Cecil and Tris' farm was in an area called Barlow Bottoms, on the banks of the Ohio River just before it merges with the Mississippi River. I don't know precisely where they lived, but it sounds like it may have been similar to this property. That listing says that there's some land suitable for planting, but that the whole thing floods when the Ohio hits 36 feet at Cairo. Is that a lot? Well, as it happens it's at 36 feet today, according to weather.gov. In each of the last few years the crests have been at least 47 feet.

It should come as no surprise that the Ashcraft house was built on stilts. My mom says that her family used to spend practically every vacation with the Ashcrafts, having fun on the farm:

What fun. The swing was from the rafters of the main floor.  There were chickens under the house.  We got to ride on horse drawn wagons and swim in the ole’ Mississippi (the Mississipi and Ohio Rivers converged right around this area).  My cousin Cecile Ashcraft reminded me that when we were eightish, she told my sisters and I that our family name was really Ashcraft - and we cried!  She said she got a whipping from her Daddy for telling, because my Dad either didn't know or wouldn't admit to this!  We also cried when we found out that milk came from cows.  That one I can understand!

In the 1940 Census, taken during this period, the Ashcrafts are living with a hired-hand named Roy Rice, an older brother of moonshining partner Nathaniel Rice. As it turns out, my mother remembered him:

Cecil farmed at the river bottom for many years.  He underwent quite a bit of surgery and sold off farm equipment, etc. to pay those bills.  We recall his having a guy named Bad (or Bat) Eye working for him. Bad Eye (Roy Rice) took a shine to my sister Jeanne, and even wrote her while he served in WWII.  He was quite the drinker, and was eventually killed while he sat on a railroad train track, dead drunk!

In 1940 Roy was 30 and Jeanne was not yet 10, so that's uncomfortable. A newspaper article from 1947 confirms his end, although it politely suggests he was "asleep apparently".

Considering how closely they were related, I wonder whether Cecil and Marshall looked alike. I have lots of photos of distant relatives, but unfortunately none of Cecil. In 1942 both men had to describe themselves a little while registering for the draft, so we find that they're both around 5'-8", with ruddy skin. They both have light-colored eyes and dark-colored hair. Marshall weighs 158 pounds, but Cecil's about 25 pounds heavier. Not a lot to go on.

Left to right: My mom, some kid, and Marshall Jackson.
Visiting Marshall's family in Kentucky, 1958.

I don't know anything else about Cecil and Tris. They both lived long lives, dying within a year of each other in the late 1980s. But they stayed out of the papers and my mom wrote nothing else, so for the latter halves of their lives I have nothing to report.

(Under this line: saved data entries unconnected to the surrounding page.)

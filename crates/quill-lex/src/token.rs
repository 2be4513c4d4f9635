//! Token definitions.
//!
//! A [`Token`] pairs a [`TokenKind`] with its [`TokenValue`] and the
//! [`Span`] of the lexeme it was read from.

use std::fmt;

use quill_util::Span;

/// The classification of a token.
#[derive(Clone, Copy, Debug, PartialEq, Eq, Hash)]
pub enum TokenKind {
    /// Reserved word: `const`, `let`
    Keyword,
    /// Any other name
    Identifier,
    /// `true` or `false`
    Bool,
    /// `null`
    Null,
    /// Numeric literal
    Number,
    /// Quoted string literal
    String,
    /// `(` or `)`
    Paren,
    /// `{` or `}`
    Brace,
    /// `[` or `]`
    Bracket,
    /// `.`
    Dot,
    /// `:`
    Colon,
    /// `+ - * / ^ %`
    Arithmetic,
    /// `> >= < <= == !=`
    Comparison,
    /// `=`
    Assignment,
}

impl TokenKind {
    /// The kind's name as it appears in token dumps.
    pub fn as_str(self) -> &'static str {
        match self {
            TokenKind::Keyword => "Keyword",
            TokenKind::Identifier => "Identifier",
            TokenKind::Bool => "Bool",
            TokenKind::Null => "Null",
            TokenKind::Number => "Number",
            TokenKind::String => "String",
            TokenKind::Paren => "Paren",
            TokenKind::Brace => "Brace",
            TokenKind::Bracket => "Bracket",
            TokenKind::Dot => "Dot",
            TokenKind::Colon => "Colon",
            TokenKind::Arithmetic => "Arithmetic",
            TokenKind::Comparison => "Comparison",
            TokenKind::Assignment => "Assignment",
        }
    }
}

impl fmt::Display for TokenKind {
    fn fmt(&self, f: &mut fmt::Formatter<'_>) -> fmt::Result {
        f.write_str(self.as_str())
    }
}

/// The payload of a token.
#[derive(Clone, Debug, PartialEq)]
pub enum TokenValue {
    /// Literal text: the lexeme itself, or the unquoted content of a string.
    Text(String),
    /// A parsed numeric literal. Never NaN.
    Number(f64),
}

impl TokenValue {
    /// Returns the text payload, if any.
    pub fn as_text(&self) -> Option<&str> {
        match self {
            TokenValue::Text(text) => Some(text),
            TokenValue::Number(_) => None,
        }
    }

    /// Returns the numeric payload, if any.
    pub fn as_number(&self) -> Option<f64> {
        match self {
            TokenValue::Number(n) => Some(*n),
            TokenValue::Text(_) => None,
        }
    }
}

impl From<&str> for TokenValue {
    fn from(text: &str) -> Self {
        TokenValue::Text(text.to_string())
    }
}

impl From<String> for TokenValue {
    fn from(text: String) -> Self {
        TokenValue::Text(text)
    }
}

impl From<f64> for TokenValue {
    fn from(n: f64) -> Self {
        TokenValue::Number(n)
    }
}

/// A classified lexical unit.
///
/// # Example
///
/// ```
/// use quill_lex::{tokenize, TokenKind, TokenValue};
///
/// let tokens = tokenize("x = 0xFF").unwrap();
/// assert_eq!(tokens[2].kind(), TokenKind::Number);
/// assert_eq!(tokens[2].value(), &TokenValue::Number(255.0));
/// assert_eq!(tokens[2].span().column, 5);
/// ```
#[derive(Clone, Debug, PartialEq)]
pub struct Token {
    kind: TokenKind,
    value: TokenValue,
    span: Span,
}

impl Token {
    /// Creates a token.
    pub fn new(kind: TokenKind, value: impl Into<TokenValue>, span: Span) -> Self {
        Self {
            kind,
            value: value.into(),
            span,
        }
    }

    /// The token's classification.
    pub fn kind(&self) -> TokenKind {
        self.kind
    }

    /// The token's payload.
    pub fn value(&self) -> &TokenValue {
        &self.value
    }

    /// Where the token's lexeme sits in the source.
    pub fn span(&self) -> Span {
        self.span
    }

    /// Returns true if kind and value match, ignoring the span.
    pub fn is(&self, kind: TokenKind, value: impl Into<TokenValue>) -> bool {
        self.kind == kind && self.value == value.into()
    }
}

/// Renders the token as source text that lexes back to the same kind and
/// value.
///
/// Strings are wrapped in double quotes, or single quotes when the content
/// contains a double quote. Infinity, which has no literal form, renders
/// as an exponent that overflows back to it.
impl fmt::Display for Token {
    fn fmt(&self, f: &mut fmt::Formatter<'_>) -> fmt::Result {
        match (&self.kind, &self.value) {
            (TokenKind::String, TokenValue::Text(text)) => {
                let quote = if text.contains('"') { '\'' } else { '"' };
                write!(f, "{quote}{text}{quote}")
            },
            (_, TokenValue::Text(text)) => f.write_str(text),
            (_, TokenValue::Number(n)) if n.is_infinite() => f.write_str("1e999"),
            (_, TokenValue::Number(n)) => write!(f, "{n}"),
        }
    }
}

Marshall Jackson's father died when he was an infant. His mother remarried, but she married someone from elsewhere, and ended up moving with him to Chicago. Cecil and almost all of Marshall's other cousins lived their lives in Ballard County, as did most of the following generation, before modern mobility made that kind of continuity less common. So I think that Cecil's life may give hints of what Marshall's story might have been, had he lived as an Ashcraft and not a Jackson.